This is not news that specifically concerns our sector, but it caught our attention anyway, because it particularly involves STEM study paths, i.e. those most akin to the technical world (also) of Systems Integration.
The Invalsi tests of 2022 highlighted the delays in the Italian secondary school, but the educational measures launched under the PNRR (Piano Nazionale di Ripresa e Resilienza) appear to be insufficient: in the fifth grade barely 52% of students have reached at least the level considered adequate in Italian, the same picture, if not worse, for mathematics: here 50% of students have reached basic results while the B2 level in English (reading) is reached by 52% of students. In addition, there are strong doubts about how the 20 billion of the PNRR for training will be spent: without touching the mechanisms that govern the functioning of the school (training for aspiring teachers, refresher courses for those who are already teachers, and career prospects for all), an investment of this magnitude would be useless.
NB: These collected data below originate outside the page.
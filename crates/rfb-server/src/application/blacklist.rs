//! Per-host lockout after repeated authentication failures.
//!
//! A host that fails [`BLACKLIST_THRESHOLD`] times in a row is refused for
//! [`INITIAL_TIMEOUT`].  When the block runs out the host gets exactly one
//! more attempt; failing it blocks the host again for twice as long.  A
//! successful authentication forgets the host.

use std::collections::HashMap;
use std::time::{Duration, Instant};

use tracing::info;

/// Consecutive failures before a host is blocked.
pub const BLACKLIST_THRESHOLD: u32 = 5;

/// Length of the first block.
pub const INITIAL_TIMEOUT: Duration = Duration::from_secs(10);

#[derive(Debug)]
struct HostRecord {
    marks: u32,
    blocked_until: Option<Instant>,
    timeout: Duration,
}

#[derive(Debug)]
pub struct Blacklist {
    hosts: HashMap<String, HostRecord>,
    threshold: u32,
    initial_timeout: Duration,
}

impl Default for Blacklist {
    fn default() -> Self {
        Self::new(BLACKLIST_THRESHOLD, INITIAL_TIMEOUT)
    }
}

impl Blacklist {
    pub fn new(threshold: u32, initial_timeout: Duration) -> Self {
        Self {
            hosts: HashMap::new(),
            threshold: threshold.max(1),
            initial_timeout,
        }
    }

    /// Whether connections from `host` must be refused at `now`.
    ///
    /// Takes `&mut self` because an expiring block arms the host's final
    /// attempt and doubles its next timeout.
    pub fn is_blackmarked(&mut self, host: &str, now: Instant) -> bool {
        let Some(record) = self.hosts.get_mut(host) else {
            return false;
        };
        if record.marks < self.threshold {
            return false;
        }
        match record.blocked_until {
            None => {
                info!("blacklisting {host} for {}s", record.timeout.as_secs());
                record.blocked_until = Some(now + record.timeout);
                true
            }
            Some(until) if now < until => true,
            Some(_) => {
                // One more attempt; failing it re-blocks immediately.
                record.marks = self.threshold - 1;
                record.blocked_until = None;
                record.timeout *= 2;
                false
            }
        }
    }

    /// Records an authentication failure from `host`.
    pub fn add_blackmark(&mut self, host: &str) {
        let initial = self.initial_timeout;
        let record = self.hosts.entry(host.to_string()).or_insert(HostRecord {
            marks: 0,
            blocked_until: None,
            timeout: initial,
        });
        record.marks += 1;
    }

    /// Forgets `host` after a successful authentication.
    pub fn clear_blackmark(&mut self, host: &str) {
        self.hosts.remove(host);
    }

    pub fn failure_count(&self, host: &str) -> u32 {
        self.hosts.get(host).map_or(0, |r| r.marks)
    }
}
use crate::domain::cluster::Cluster;
use crate::domain::models::{ColumnAssignment, TimeInterval};

/// First-fit column assignment for one cluster.
///
/// Each interval takes the lowest-indexed column whose last occupant ended at or before
/// its start; a new column is opened only when none qualifies. On start-sorted input
/// the resulting column count equals the cluster's peak concurrency.
pub fn allocate(cluster: &Cluster) -> Vec<ColumnAssignment> {
    let mut column_end: Vec<u32> = Vec::new();
    let mut columns = Vec::with_capacity(cluster.len());

    for interval in cluster.intervals() {
        let free = column_end
            .iter()
            .position(|end| interval.start_minute >= *end);
        let column = match free {
            Some(column) => {
                column_end[column] = interval.end_minute;
                column
            }
            None => {
                column_end.push(interval.end_minute);
                column_end.len() - 1
            }
        };
        columns.push(column);
    }

    let total_columns = column_end.len();
    cluster
        .intervals()
        .iter()
        .zip(columns)
        .map(|(interval, column)| ColumnAssignment {
            interval: interval.clone(),
            cluster: cluster.id(),
            column,
            total_columns,
        })
        .collect()
}

/// Largest number of intervals active at the same minute.
///
/// Ends are processed before starts at the same minute, matching the half-open
/// `[start, end)` convention.
pub fn peak_concurrency(intervals: &[TimeInterval]) -> usize {
    let mut events: Vec<(u32, i8)> = Vec::with_capacity(intervals.len() * 2);
    for interval in intervals {
        events.push((interval.start_minute, 1));
        events.push((interval.end_minute, -1));
    }
    events.sort_unstable();

    let mut active: i64 = 0;
    let mut peak: i64 = 0;
    for (_, delta) in events {
        active += i64::from(delta);
        peak = peak.max(active);
    }
    usize::try_from(peak).unwrap_or(0)
}
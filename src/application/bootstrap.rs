use crate::domain::models::LayoutConfig;
use crate::infrastructure::config::{
    ensure_default_configs, load_configs, load_layout_config, read_timezone,
};
use crate::infrastructure::error::InfraError;
use chrono_tz::Tz;
use std::fs;
use std::path::{Path, PathBuf};

#[derive(Debug)]
pub struct BootstrapResult {
    pub workspace_root: PathBuf,
    pub config_dir: PathBuf,
    pub layout_config: LayoutConfig,
    pub timezone: Tz,
}

pub fn bootstrap_workspace(workspace_root: &Path) -> Result<BootstrapResult, InfraError> {
    let config_dir = workspace_root.join("config");
    fs::create_dir_all(&config_dir)?;

    ensure_default_configs(&config_dir)?;
    let _ = load_configs(&config_dir)?;
    let layout_config = load_layout_config(&config_dir)?;
    let timezone = read_timezone(&config_dir)?;

    Ok(BootstrapResult {
        workspace_root: workspace_root.to_path_buf(),
        config_dir,
        layout_config,
        timezone,
    })
}
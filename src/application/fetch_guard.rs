use std::sync::atomic::{AtomicU64, Ordering};

/// Identifies one snapshot request; only the most recently issued ticket is current.
#[derive(Debug, Clone, Copy, PartialEq, Eq, PartialOrd, Ord, Hash)]
pub struct FetchTicket(u64);

impl FetchTicket {
    pub fn from_raw(value: u64) -> Self {
        Self(value)
    }

    pub fn value(self) -> u64 {
        self.0
    }
}

#[derive(Debug, Default)]
pub struct FetchSequence {
    latest: AtomicU64,
}

impl FetchSequence {
    pub fn begin(&self) -> FetchTicket {
        FetchTicket(self.latest.fetch_add(1, Ordering::SeqCst) + 1)
    }

    pub fn is_current(&self, ticket: FetchTicket) -> bool {
        self.latest.load(Ordering::SeqCst) == ticket.0
    }

    pub fn latest(&self) -> Option<FetchTicket> {
        match self.latest.load(Ordering::SeqCst) {
            0 => None,
            value => Some(FetchTicket(value)),
        }
    }
}

#[cfg(test)]
mod tests {
    use super::*;
    use std::sync::Arc;
    use std::thread;

    #[test]
    fn newer_request_supersedes_older() {
        let sequence = FetchSequence::default();
        assert_eq!(sequence.latest(), None);

        let first = sequence.begin();
        assert!(sequence.is_current(first));

        let second = sequence.begin();
        assert!(second > first);
        assert!(!sequence.is_current(first));
        assert!(sequence.is_current(second));
        assert_eq!(sequence.latest(), Some(second));
    }

    #[test]
    fn unknown_ticket_is_never_current() {
        let sequence = FetchSequence::default();
        sequence.begin();
        assert!(!sequence.is_current(FetchTicket::from_raw(42)));
    }

    #[test]
    fn concurrent_requests_receive_distinct_tickets() {
        let sequence = Arc::new(FetchSequence::default());
        let handles: Vec<_> = (0..8)
            .map(|_| {
                let sequence = Arc::clone(&sequence);
                thread::spawn(move || (0..50).map(|_| sequence.begin().value()).collect::<Vec<_>>())
            })
            .collect();

        let mut tickets: Vec<u64> = handles
            .into_iter()
            .flat_map(|handle| handle.join().expect("worker thread"))
            .collect();
        tickets.sort_unstable();
        tickets.dedup();
        assert_eq!(tickets.len(), 400);
        assert_eq!(sequence.latest().map(FetchTicket::value), Some(400));
    }
}
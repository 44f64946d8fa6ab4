use crate::application::bootstrap::bootstrap_workspace;
use crate::application::fetch_guard::FetchTicket;
use crate::application::timeline_service::TimelineService;
use crate::domain::canvas::{column_offset, draft_slot_at, initial_scroll_offset};
use crate::domain::models::{DayLayout, LayoutConfig};
use crate::infrastructure::error::InfraError;
use crate::infrastructure::layout_cache::InMemoryLayoutCache;
use crate::infrastructure::task_feed::decode_task_feed;
use chrono::{NaiveDate, NaiveDateTime, TimeZone};
use chrono_tz::Tz;
use log::{error, info};
use serde::Serialize;
use std::path::{Path, PathBuf};
use std::sync::Arc;

pub struct TimelineState {
    config_dir: PathBuf,
    service: TimelineService<InMemoryLayoutCache>,
}

impl TimelineState {
    pub fn new(workspace_root: PathBuf) -> Result<Self, InfraError> {
        let bootstrap = bootstrap_workspace(&workspace_root)?;
        let service = TimelineService::new(
            bootstrap.layout_config,
            Arc::new(InMemoryLayoutCache::default()),
        )
        .with_timezone(bootstrap.timezone);

        info!(
            "event=timeline_state module=commands status=ok timezone={} config_dir={}",
            bootstrap.timezone,
            bootstrap.config_dir.display()
        );

        Ok(Self {
            config_dir: bootstrap.config_dir,
            service,
        })
    }

    pub fn config_dir(&self) -> &Path {
        &self.config_dir
    }

    pub fn command_error(&self, command: &str, error: &InfraError) -> String {
        error!("event=command_failed module=commands command={command} reason={error}");
        error.to_string()
    }
}

#[derive(Debug, Clone, Serialize, PartialEq)]
#[serde(rename_all = "camelCase")]
pub struct TimelineBlockResponse {
    pub task_id: String,
    pub top: f64,
    pub height: f64,
    pub left: f64,
    pub width: f64,
    pub column: usize,
    pub total_columns: usize,
    pub continues_before: bool,
    pub continues_after: bool,
}

#[derive(Debug, Clone, Serialize, PartialEq)]
#[serde(rename_all = "camelCase")]
pub struct DayLayoutResponse {
    pub date: String,
    pub blocks: Vec<TimelineBlockResponse>,
    pub content_width: f64,
    pub content_height: f64,
    pub max_columns: usize,
    pub scroll_offset: Option<f64>,
}

#[derive(Debug, Clone, Serialize, PartialEq, Eq)]
#[serde(rename_all = "camelCase")]
pub struct DraftSlotResponse {
    pub start: String,
    pub end: String,
}

pub fn layout_day_impl(
    state: &TimelineState,
    date: String,
    payload: String,
) -> Result<DayLayoutResponse, InfraError> {
    let day = parse_date(&date)?;
    let records = decode_task_feed(&payload)?;
    let layout = state.service.layout(day, &records)?;
    Ok(to_response(&layout, state.service.config()))
}

pub fn begin_fetch_impl(state: &TimelineState) -> u64 {
    state.service.begin_fetch().value()
}

/// Returns `Ok(None)` when the fetch identified by `ticket` has been superseded.
pub fn complete_fetch_impl(
    state: &TimelineState,
    ticket: u64,
    date: String,
    payload: String,
) -> Result<Option<DayLayoutResponse>, InfraError> {
    let day = parse_date(&date)?;
    let records = decode_task_feed(&payload)?;
    let layout = state
        .service
        .complete_fetch(FetchTicket::from_raw(ticket), day, &records)?;
    Ok(layout.map(|layout| to_response(&layout, state.service.config())))
}

pub fn draft_slot_impl(
    state: &TimelineState,
    date: String,
    hour: u32,
    offset_y: f64,
) -> Result<DraftSlotResponse, InfraError> {
    let day = parse_date(&date)?;
    let slot = draft_slot_at(day, hour, offset_y, state.service.config());
    let timezone = state.service.timezone();
    Ok(DraftSlotResponse {
        start: local_to_rfc3339(slot.start, timezone)?,
        end: local_to_rfc3339(slot.end, timezone)?,
    })
}

fn to_response(layout: &DayLayout, config: &LayoutConfig) -> DayLayoutResponse {
    DayLayoutResponse {
        date: layout.date.to_string(),
        blocks: layout
            .blocks
            .iter()
            .map(|block| TimelineBlockResponse {
                task_id: block.source_id.clone(),
                top: block.top,
                height: block.height,
                left: column_offset(block.column, config),
                width: config.column_width_pixels,
                column: block.column,
                total_columns: block.total_columns,
                continues_before: block.continues_before,
                continues_after: block.continues_after,
            })
            .collect(),
        content_width: layout.extent.width,
        content_height: layout.extent.height,
        max_columns: layout.extent.max_columns,
        scroll_offset: initial_scroll_offset(&layout.blocks, config),
    }
}

fn parse_date(value: &str) -> Result<NaiveDate, InfraError> {
    NaiveDate::parse_from_str(value.trim(), "%Y-%m-%d")
        .map_err(|_| InfraError::InvalidInput(format!("date must be YYYY-MM-DD: {value}")))
}

fn local_to_rfc3339(value: NaiveDateTime, timezone: Tz) -> Result<String, InfraError> {
    timezone
        .from_local_datetime(&value)
        .earliest()
        .map(|instant| instant.to_rfc3339())
        .ok_or_else(|| {
            InfraError::InvalidInput(format!("local time {value} does not exist in {timezone}"))
        })
}
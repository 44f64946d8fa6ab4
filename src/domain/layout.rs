use crate::domain::canvas::timeline_extent;
use crate::domain::cluster::partition;
use crate::domain::columns::allocate;
use crate::domain::interval::{normalize, SortedIntervals};
use crate::domain::models::{
    ColumnAssignment, DayLayout, DayTask, LayoutConfig, LayoutResult, TimeInterval,
};
use chrono::NaiveDate;
use log::debug;

#[derive(Debug, Clone, Copy, PartialEq)]
pub struct LayoutScale {
    pub pixels_per_hour: f64,
    pub minimum_block_height: f64,
}

impl From<&LayoutConfig> for LayoutScale {
    fn from(config: &LayoutConfig) -> Self {
        Self {
            pixels_per_hour: config.pixels_per_hour,
            minimum_block_height: config.minimum_block_height_pixels,
        }
    }
}

pub fn assemble(assignment: &ColumnAssignment, scale: &LayoutScale) -> LayoutResult {
    let interval = &assignment.interval;
    let top = f64::from(interval.start_minute) / 60.0 * scale.pixels_per_hour;
    let height = f64::from(interval.duration_minutes()) / 60.0 * scale.pixels_per_hour;

    LayoutResult {
        source_id: interval.source_id.clone(),
        top,
        height: height.max(scale.minimum_block_height),
        column: assignment.column,
        total_columns: assignment.total_columns,
        cluster: assignment.cluster,
        continues_before: interval.continues_before,
        continues_after: interval.continues_after,
    }
}

/// Sorts, clusters, allocates and assembles already-normalized intervals.
pub fn layout_intervals(intervals: Vec<TimeInterval>, scale: &LayoutScale) -> Vec<LayoutResult> {
    let sorted = SortedIntervals::new(intervals);
    partition(&sorted)
        .iter()
        .flat_map(allocate)
        .map(|assignment| assemble(&assignment, scale))
        .collect()
}

/// Lays out one day's task snapshot from scratch.
///
/// The result depends only on the arguments; the order of `tasks` does not matter.
pub fn layout_day(tasks: &[DayTask], day: NaiveDate, config: &LayoutConfig) -> DayLayout {
    let intervals = tasks
        .iter()
        .map(|task| normalize(task, day, config.minimum_duration_minutes))
        .collect();
    let blocks = layout_intervals(intervals, &LayoutScale::from(config));
    let extent = timeline_extent(&blocks, config);

    debug!(
        "event=timeline_layout module=domain status=ok date={} tasks={} clusters={} max_columns={}",
        day,
        tasks.len(),
        blocks.iter().map(|block| block.cluster + 1).max().unwrap_or(0),
        extent.max_columns
    );

    DayLayout {
        date: day,
        blocks,
        extent,
    }
}
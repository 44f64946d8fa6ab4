use crate::domain::models::{DayLayout, DayTask};
use crate::infrastructure::error::InfraError;
use std::collections::HashMap;
use std::sync::{Mutex, MutexGuard};

const DEFAULT_CAPACITY: usize = 32;

/// A computed layout together with the ordered snapshot it was computed from.
#[derive(Debug, Clone, PartialEq)]
pub struct CachedLayout {
    pub tasks: Vec<DayTask>,
    pub layout: DayLayout,
}

pub trait LayoutCacheRepository: Send + Sync {
    fn get(&self, fingerprint: u64) -> Result<Option<CachedLayout>, InfraError>;
    fn put(&self, fingerprint: u64, entry: &CachedLayout) -> Result<(), InfraError>;
    fn clear(&self) -> Result<(), InfraError>;
}

/// Memoized layouts keyed by snapshot fingerprint. When full, the whole map is dropped
/// rather than tracking recency.
#[derive(Debug)]
pub struct InMemoryLayoutCache {
    capacity: usize,
    layouts: Mutex<HashMap<u64, CachedLayout>>,
}

impl Default for InMemoryLayoutCache {
    fn default() -> Self {
        Self::with_capacity(DEFAULT_CAPACITY)
    }
}

impl InMemoryLayoutCache {
    pub fn with_capacity(capacity: usize) -> Self {
        Self {
            capacity: capacity.max(1),
            layouts: Mutex::new(HashMap::new()),
        }
    }

    pub fn len(&self) -> Result<usize, InfraError> {
        let layouts = self.lock()?;
        Ok(layouts.len())
    }

    fn lock(&self) -> Result<MutexGuard<'_, HashMap<u64, CachedLayout>>, InfraError> {
        self.layouts
            .lock()
            .map_err(|error| InfraError::InvalidConfig(format!("layout cache lock poisoned: {error}")))
    }
}

impl LayoutCacheRepository for InMemoryLayoutCache {
    fn get(&self, fingerprint: u64) -> Result<Option<CachedLayout>, InfraError> {
        let layouts = self.lock()?;
        Ok(layouts.get(&fingerprint).cloned())
    }

    fn put(&self, fingerprint: u64, entry: &CachedLayout) -> Result<(), InfraError> {
        let mut layouts = self.lock()?;
        if layouts.len() >= self.capacity && !layouts.contains_key(&fingerprint) {
            layouts.clear();
        }
        layouts.insert(fingerprint, entry.clone());
        Ok(())
    }

    fn clear(&self) -> Result<(), InfraError> {
        let mut layouts = self.lock()?;
        layouts.clear();
        Ok(())
    }
}

#[cfg(test)]
mod tests {
    use super::*;
    use crate::domain::models::TimelineExtent;
    use chrono::NaiveDate;

    fn sample_layout(day: u32) -> CachedLayout {
        CachedLayout {
            tasks: Vec::new(),
            layout: DayLayout {
                date: NaiveDate::from_ymd_opt(2026, 2, day).expect("valid date"),
                blocks: Vec::new(),
                extent: TimelineExtent {
                    width: 180.0,
                    height: 1920.0,
                    max_columns: 1,
                },
            },
        }
    }

    #[test]
    fn put_then_get_returns_layout() {
        let cache = InMemoryLayoutCache::default();
        cache.put(7, &sample_layout(16)).expect("put layout");
        assert_eq!(cache.get(7).expect("get layout"), Some(sample_layout(16)));
        assert_eq!(cache.get(8).expect("get missing"), None);
    }

    #[test]
    fn full_cache_is_reset_before_insert() {
        let cache = InMemoryLayoutCache::with_capacity(2);
        cache.put(1, &sample_layout(1)).expect("put 1");
        cache.put(2, &sample_layout(2)).expect("put 2");
        cache.put(2, &sample_layout(3)).expect("overwrite 2");
        assert_eq!(cache.len().expect("len"), 2);

        cache.put(3, &sample_layout(4)).expect("put 3");
        assert_eq!(cache.len().expect("len"), 1);
        assert_eq!(cache.get(1).expect("get evicted"), None);
        assert_eq!(cache.get(3).expect("get fresh"), Some(sample_layout(4)));
    }

    #[test]
    fn clear_removes_everything() {
        let cache = InMemoryLayoutCache::default();
        cache.put(1, &sample_layout(1)).expect("put layout");
        cache.clear().expect("clear");
        assert_eq!(cache.len().expect("len"), 0);
    }
}
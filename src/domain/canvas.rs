use crate::domain::models::{DraftSlot, LayoutConfig, LayoutResult, TimelineExtent};
use chrono::{Duration, NaiveDate, NaiveTime};

const HOURS_PER_DAY: u32 = 24;

/// Scrollable canvas size for a laid-out day.
///
/// The horizontal extent reserves room for the widest cluster of the day, never fewer
/// than one column.
pub fn timeline_extent(blocks: &[LayoutResult], config: &LayoutConfig) -> TimelineExtent {
    let max_columns = blocks
        .iter()
        .map(|block| block.total_columns)
        .max()
        .unwrap_or(1)
        .max(1);

    TimelineExtent {
        width: config.gutter_width_pixels + max_columns as f64 * column_stride(config),
        height: f64::from(HOURS_PER_DAY) * config.pixels_per_hour,
        max_columns,
    }
}

pub fn column_offset(column: usize, config: &LayoutConfig) -> f64 {
    column as f64 * column_stride(config)
}

fn column_stride(config: &LayoutConfig) -> f64 {
    config.column_width_pixels + config.column_gap_pixels
}

/// Vertical offset that brings the earliest block into view, keeping a little padding
/// above it.
pub fn initial_scroll_offset(blocks: &[LayoutResult], config: &LayoutConfig) -> Option<f64> {
    blocks
        .iter()
        .map(|block| block.top)
        .min_by(f64::total_cmp)
        .map(|top| (top - config.scroll_top_padding_pixels).max(0.0))
}

/// Maps a tap inside an hour row to a new task slot of `default_task_minutes`.
pub fn draft_slot_at(day: NaiveDate, hour: u32, offset_y: f64, config: &LayoutConfig) -> DraftSlot {
    let hour = hour.min(HOURS_PER_DAY - 1);
    let minute = if offset_y.is_finite() {
        (offset_y / config.pixels_per_hour * 60.0).round().clamp(0.0, 59.0) as u32
    } else {
        0
    };
    let time = NaiveTime::from_hms_opt(hour, minute, 0).unwrap_or(NaiveTime::MIN);
    let start = day.and_time(time);

    DraftSlot {
        start,
        end: start + Duration::minutes(i64::from(config.default_task_minutes)),
    }
}
use std::path::Path;

use anyhow::Context;
use serde::Deserialize;

/// Where a coordinator may finalize a journal from.
#[derive(Debug, Clone, Copy, PartialEq, Eq, Deserialize)]
#[serde(rename_all = "snake_case")]
pub enum FinalizeSource {
    /// A returned journal must be re-submitted by its teacher first.
    SubmittedOnly,
    SubmittedOrReturned,
}

pub const DEFAULT_FINALIZE_SOURCE: FinalizeSource = FinalizeSource::SubmittedOnly;

#[derive(Debug, Clone, Copy, PartialEq, Deserialize)]
#[serde(default)]
pub struct LifecyclePolicy {
    pub finalize_from: FinalizeSource,
}

impl Default for LifecyclePolicy {
    fn default() -> Self {
        Self {
            finalize_from: DEFAULT_FINALIZE_SOURCE,
        }
    }
}

#[derive(Debug, Clone, Copy, PartialEq, Default, Deserialize)]
#[serde(default)]
pub struct AttendancePolicy {
    /// Justified-absence treatment: drop EXCUSED lessons from the denominator.
    pub exclude_excused_from_denominator: bool,
}

/// Thresholds behind the situational label.
#[derive(Debug, Clone, Copy, PartialEq, Deserialize)]
#[serde(default)]
pub struct PerformancePolicy {
    pub good_average: f64,
    pub good_attendance: f64,
    pub attention_average: f64,
    pub attention_attendance: f64,
    pub min_graded_bimesters: usize,
    pub attendance: AttendancePolicy,
}

impl Default for PerformancePolicy {
    fn default() -> Self {
        Self {
            good_average: 6.0,
            good_attendance: 75.0,
            attention_average: 4.0,
            attention_attendance: 60.0,
            min_graded_bimesters: 2,
            attendance: AttendancePolicy::default(),
        }
    }
}

#[derive(Debug, Clone, PartialEq, Deserialize)]
#[serde(default)]
pub struct Config {
    pub database_url: Option<String>,
    pub max_connections: u32,
    pub lifecycle: LifecyclePolicy,
    pub performance: PerformancePolicy,
}

impl Default for Config {
    fn default() -> Self {
        Self {
            database_url: None,
            max_connections: 5,
            lifecycle: LifecyclePolicy::default(),
            performance: PerformancePolicy::default(),
        }
    }
}

impl Config {
    pub const DEFAULT_PATH: &'static str = "diario.toml";

    pub fn from_toml(raw: &str) -> anyhow::Result<Self> {
        toml::from_str(raw).context("invalid configuration")
    }

    /// Reads `path` (or `diario.toml` when it exists), then applies `DATABASE_URL`.
    pub fn load(path: Option<&Path>) -> anyhow::Result<Self> {
        let mut config = match path {
            Some(path) => {
                let raw = std::fs::read_to_string(path)
                    .with_context(|| format!("failed to read {}", path.display()))?;
                Self::from_toml(&raw)?
            }
            None if Path::new(Self::DEFAULT_PATH).exists() => {
                let raw = std::fs::read_to_string(Self::DEFAULT_PATH)
                    .with_context(|| format!("failed to read {}", Self::DEFAULT_PATH))?;
                Self::from_toml(&raw)?
            }
            None => Self::default(),
        };

        if let Ok(url) = std::env::var("DATABASE_URL") {
            config.database_url = Some(url);
        }

        Ok(config)
    }

    pub fn database_url(&self) -> anyhow::Result<&str> {
        self.database_url
            .as_deref()
            .context("DATABASE_URL must be set to a production Postgres instance")
    }
}

#[cfg(test)]
mod tests {
    use super::*;

    #[test]
    fn empty_file_uses_defaults() {
        let config = Config::from_toml("").unwrap();
        assert_eq!(config, Config::default());
        assert_eq!(config.lifecycle.finalize_from, FinalizeSource::SubmittedOnly);
        assert_eq!(config.performance.good_average, 6.0);
    }

    #[test]
    fn partial_sections_keep_remaining_defaults() {
        let config = Config::from_toml(
            r#"
            max_connections = 12

            [lifecycle]
            finalize_from = "submitted_or_returned"

            [performance]
            good_attendance = 80.0

            [performance.attendance]
            exclude_excused_from_denominator = true
            "#,
        )
        .unwrap();

        assert_eq!(config.max_connections, 12);
        assert_eq!(
            config.lifecycle.finalize_from,
            FinalizeSource::SubmittedOrReturned
        );
        assert_eq!(config.performance.good_attendance, 80.0);
        assert_eq!(config.performance.attention_attendance, 60.0);
        assert!(config.performance.attendance.exclude_excused_from_denominator);
    }

    #[test]
    fn unknown_finalize_source_is_rejected() {
        let err = Config::from_toml("[lifecycle]\nfinalize_from = \"whenever\"").unwrap_err();
        assert!(err.to_string().contains("invalid configuration"));
    }
}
It is therefore no surprise that in the Report on security and social insecurity in Italy and Europe, drawn up on the initiative of the Unipolis Foundation and Demos&Pi, young people’s concern for their future emerges, reflected in the answers given on the allocation of public spending, which they believe should focus on work, education and the environment, while there is concern among those just over 18 about intergenerational competition, who state in 71% of cases that they feel constrained and restrained by the older generations. Hence the increasingly common flight abroad.
A paradoxical picture thus emerges. the new generations are fewer and fewer in number, and not enough is being done to offer this dwindling class of young people an acceptable future: they are not adequately trained, they are not oriented on the needs of the world of work, they live in a condition of precariousness and uncertainty, of ‘competition’ (although perhaps not true) that induces them to look abroad, thus exacerbating the demographic crisis. But they are probably right on one point: the future they glimpse rests on conditions that are probably inadequate to build a career and to enrich the Italian professional landscape with talents.